Transforming single-use thermoplastic film waste and heated aggregate into highly resilient, waterproof modular structures that harmonize with the natural world.
Plasticrete addresses one of the planet's most pressing waste challenges by transforming plastic film waste—which accounts for roughly half of all plastic packaging and domestic plastic waste—into a versatile building material.
Plasticrete serves as the foundation for Seashellters—circular or dome-shaped primitive homes built from interlocking pods. When multiple pods connect, they form a honeycomb village that seamlessly integrates with nature, blending space for humans, land plants, and animals alike.
The staggering genius of Plasticrete lies in its elegant simplicity. We do not need billion-dollar industrial recycling facilities to address the global plastic crisis. By democratizing the manufacturing process, Plasticrete empowers individuals and communities to transform their own local waste into archival-quality infrastructure.
Drawing from nature's most efficient forms, hexagonal Seashellter modules fit together in a perfect honeycomb tessellation. This mathematical elegance provides immense structural integrity while keeping individual pods light enough to carry to even the most inaccessible terrain—allowing monumental architecture to be assembled entirely by hand.
Unlike concrete, Plasticrete is permanently waterproof and chemically stable. Linked Seashellter pods can construct buoyant floating platforms—creating human seasteading villages above the surface, while the textured, complex faces of the pod tessellation provide ideal surfaces for marine life colonization below, transforming the structure into a living reef.
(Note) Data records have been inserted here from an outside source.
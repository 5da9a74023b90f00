//! Stream relay: drives one consultation turn from gate check to the
//! persisted assistant message, emitting events as fragments arrive.
//!
//! State machine: Validating → Streaming → Finalizing → {Done, Failed}.
//! Exactly one terminal event (`done` or `error`) is emitted per run.

use std::sync::Arc;
use std::time::Duration;

use futures_util::StreamExt;
use tokio::sync::mpsc;
use tracing::Instrument;
use uuid::Uuid;

use super::gate::{check_session, SessionGate};
use super::history::load_history;
use super::prompt::PromptInput;
use super::source::CompletionSource;
use super::store::ConsultStore;
use super::CompletionError;
use crate::locale::Locale;

// ═══════════════════════════════════════════════════════════
// Events
// ═══════════════════════════════════════════════════════════

/// One server-sent event of a consultation stream.
#[derive(Debug, Clone, PartialEq, Eq)]
pub enum ConsultEvent {
    Token { delta: String },
    Done { message_id: Uuid },
    Error { message: String },
}

impl ConsultEvent {
    /// SSE `event:` field.
    pub fn name(&self) -> &'static str {
        match self {
            Self::Token { .. } => "token",
            Self::Done { .. } => "done",
            Self::Error { .. } => "error",
        }
    }

    /// SSE `data:` payload (single-line JSON).
    pub fn data(&self) -> String {
        match self {
            Self::Token { delta } => serde_json::json!({ "delta": delta }),
            Self::Done { message_id } => serde_json::json!({ "messageId": message_id }),
            Self::Error { message } => serde_json::json!({ "message": message }),
        }
        .to_string()
    }

    fn failure(reason: impl Into<String>) -> Self {
        Self::Error {
            message: reason.into(),
        }
    }
}

/// Relay lifecycle. `Done` and `Failed` are terminal.
#[derive(Debug, Clone, Copy, PartialEq, Eq)]
pub enum RelayState {
    Validating,
    Streaming,
    Finalizing,
    Done,
    Failed,
}

impl RelayState {
    pub fn as_str(&self) -> &'static str {
        match self {
            Self::Validating => "validating",
            Self::Streaming => "streaming",
            Self::Finalizing => "finalizing",
            Self::Done => "done",
            Self::Failed => "failed",
        }
    }
}

/// Summary of a finished run, for logging and tests.
#[derive(Debug, Clone, PartialEq, Eq)]
pub struct RelayOutcome {
    pub state: RelayState,
    /// Id of the persisted assistant message (only when `Done`).
    pub message_id: Option<Uuid>,
    /// Fragments received from the source, including empty ones.
    pub fragments: usize,
}

impl RelayOutcome {
    fn failed(fragments: usize) -> Self {
        Self {
            state: RelayState::Failed,
            message_id: None,
            fragments,
        }
    }
}

/// Outgoing side of the event channel.
///
/// Once the receiver is gone, sends become no-ops: the turn is still
/// completed and persisted.
struct EventSink {
    tx: mpsc::Sender<ConsultEvent>,
    connected: bool,
}

impl EventSink {
    fn new(tx: mpsc::Sender<ConsultEvent>) -> Self {
        Self {
            tx,
            connected: true,
        }
    }

    async fn emit(&mut self, event: ConsultEvent) {
        if !self.connected {
            return;
        }
        if self.tx.send(event).await.is_err() {
            self.connected = false;
            tracing::info!("Client disconnected, continuing without event delivery");
        }
    }
}

// ═══════════════════════════════════════════════════════════
// Relay
// ═══════════════════════════════════════════════════════════

/// Final assistant text: trimmed accumulation, or the localized
/// placeholder when nothing but whitespace was generated.
pub fn finalize_content(accumulated: &str, locale: Locale) -> String {
    let trimmed = accumulated.trim();
    if trimmed.is_empty() {
        locale.no_answer_placeholder().to_string()
    } else {
        trimmed.to_string()
    }
}

/// Runs consultation turns against one completion source.
///
/// Stateless between runs: every run re-reads the encounter's history.
#[derive(Clone)]
pub struct StreamRelay {
    source: Arc<dyn CompletionSource>,
    locale: Locale,
    idle_timeout: Option<Duration>,
}

impl StreamRelay {
    pub fn new(source: Arc<dyn CompletionSource>, locale: Locale) -> Self {
        Self {
            source,
            locale,
            idle_timeout: None,
        }
    }

    /// Bound the wait for each next fragment. Expiry fails the run.
    pub fn with_idle_timeout(mut self, timeout: Duration) -> Self {
        self.idle_timeout = Some(timeout);
        self
    }

    /// Run one turn for `encounter_id`, sending events to `events`.
    ///
    /// The sender is dropped on return, which ends the client's stream.
    pub async fn run<S: ConsultStore + ?Sized>(
        &self,
        store: &mut S,
        encounter_id: &str,
        events: mpsc::Sender<ConsultEvent>,
    ) -> RelayOutcome {
        let span = tracing::info_span!(
            "consult_stream",
            encounter_id = %encounter_id,
            model = %self.source.label()
        );
        let mut sink = EventSink::new(events);
        let outcome = self
            .drive(store, encounter_id, &mut sink)
            .instrument(span.clone())
            .await;

        let _guard = span.enter();
        match outcome.state {
            RelayState::Done => tracing::info!(
                fragments = outcome.fragments,
                message_id = ?outcome.message_id,
                "Consultation turn completed"
            ),
            state => tracing::warn!(
                state = state.as_str(),
                fragments = outcome.fragments,
                "Consultation turn failed"
            ),
        }
        outcome
    }

    async fn drive<S: ConsultStore + ?Sized>(
        &self,
        store: &mut S,
        encounter_id: &str,
        sink: &mut EventSink,
    ) -> RelayOutcome {
        // ── Validating ────────────────────────────────────────
        tracing::debug!(state = RelayState::Validating.as_str(), "Relay state");
        let id = match check_session(&*store, encounter_id) {
            Ok(SessionGate::Open(id)) => id,
            Ok(SessionGate::Closed(_)) => {
                sink.emit(ConsultEvent::failure(format!(
                    "encounter {encounter_id} is closed"
                )))
                .await;
                return RelayOutcome::failed(0);
            }
            Ok(SessionGate::Missing) => {
                sink.emit(ConsultEvent::failure(format!(
                    "encounter {encounter_id} not found"
                )))
                .await;
                return RelayOutcome::failed(0);
            }
            Err(e) => {
                tracing::error!(error = %e, "Session lookup failed");
                sink.emit(ConsultEvent::failure("stream failed: database"))
                    .await;
                return RelayOutcome::failed(0);
            }
        };

        // ── Streaming ─────────────────────────────────────────
        tracing::debug!(state = RelayState::Streaming.as_str(), "Relay state");
        let history = match load_history(&*store, &id) {
            Ok(history) => history,
            Err(e) => {
                tracing::error!(error = %e, "History load failed");
                sink.emit(ConsultEvent::failure("stream failed: database"))
                    .await;
                return RelayOutcome::failed(0);
            }
        };
        let input = PromptInput::from_history(&history, self.locale);

        let mut fragments = self.source.produce(&input);
        let mut accumulated = String::new();
        let mut received = 0usize;

        loop {
            let next = match self.idle_timeout {
                Some(limit) => match tokio::time::timeout(limit, fragments.next()).await {
                    Ok(next) => next,
                    Err(_) => Some(Err(CompletionError::Timeout(limit))),
                },
                None => fragments.next().await,
            };

            match next {
                Some(Ok(fragment)) => {
                    received += 1;
                    if fragment.is_empty() {
                        continue;
                    }
                    accumulated.push_str(&fragment);
                    sink.emit(ConsultEvent::Token { delta: fragment }).await;
                }
                Some(Err(e)) => {
                    tracing::warn!(error = %e, kind = e.kind(), fragments = received, "Completion source failed");
                    sink.emit(ConsultEvent::failure(format!(
                        "stream failed: {}",
                        e.kind()
                    )))
                    .await;
                    return RelayOutcome::failed(received);
                }
                None => break,
            }
        }

        // ── Finalizing ────────────────────────────────────────
        tracing::debug!(state = RelayState::Finalizing.as_str(), fragments = received, "Relay state");
        let content = finalize_content(&accumulated, self.locale);
        let meta = serde_json::json!({ "model": self.source.label() });

        match store.append_assistant_message(&id, &content, meta) {
            Ok(message_id) => {
                sink.emit(ConsultEvent::Done { message_id }).await;
                RelayOutcome {
                    state: RelayState::Done,
                    message_id: Some(message_id),
                    fragments: received,
                }
            }
            Err(e) => {
                tracing::error!(error = %e, "Assistant message persistence failed");
                sink.emit(ConsultEvent::failure("stream failed: persistence"))
                    .await;
                RelayOutcome::failed(received)
            }
        }
    }
}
In crisis zones or resource-starved regions, the two most abundant things are often plastic debris and sand. The Plasticrete process allows for rapid, decentralized construction of resilient, dome-shaped shelters from the very pollution that already surrounds a community—turning a local environmental catastrophe directly into dignified, immediate housing.
Rather than downcycling plastic into weak products that inevitably return to the biosphere, the heated aggregate fusion process gives this waste true archival value. We are permanently locking toxic single-use films into functional terrestrial and aquatic geography—removing them from ecosystems forever, not temporarily redirecting them.
Hollow Seashellter pods can be stacked and filled with earth on steep, inaccessible slopes, creating cascading retaining walls and terraced embankments. The open tessellated face allows vegetation, vines, and mosses to grow through the structure over time, blending the wall into the landscape until the architecture becomes indistinguishable from the terrain itself.
Seashellter pod clusters placed along coastlines or estuary banks act as natural wave attenuators. Their domed, interlocking forms disperse wave energy rather than absorbing it, protecting shorelines from erosion. Because the structures are modular, they can be expanded, reconfigured, or repaired pod by pod after storm damage—with no industrial machinery required.
Plasticrete's chemically inert, textured surface makes it an ideal substrate for coral larvae to attach and grow on. Seashellter pods sunk in shallow reef zones provide a structurally complex, three-dimensional framework—mimicking the branching intricacy of natural reefs far more effectively than flat artificial reef structures currently used in marine restoration programs.
Because the core equipment is a simple sand heater and the raw material is literally the world's most abundant waste stream, Plasticrete manufacturing can be set up anywhere on the planet within days. There is no centralized factory, no long supply chain, and no proprietary machinery—just a community, its waste, and the knowledge of how to fuse them together.
Because Plasticrete can be molded into virtually any form, it opens a new artistic medium for sculptors, architects, and visionary builders. The translucent, organic quality of fused plastic film—layered with ghost text from bags and swirled color from packaging dyes—gives each pod a unique aesthetic identity. No two Seashellters look the same.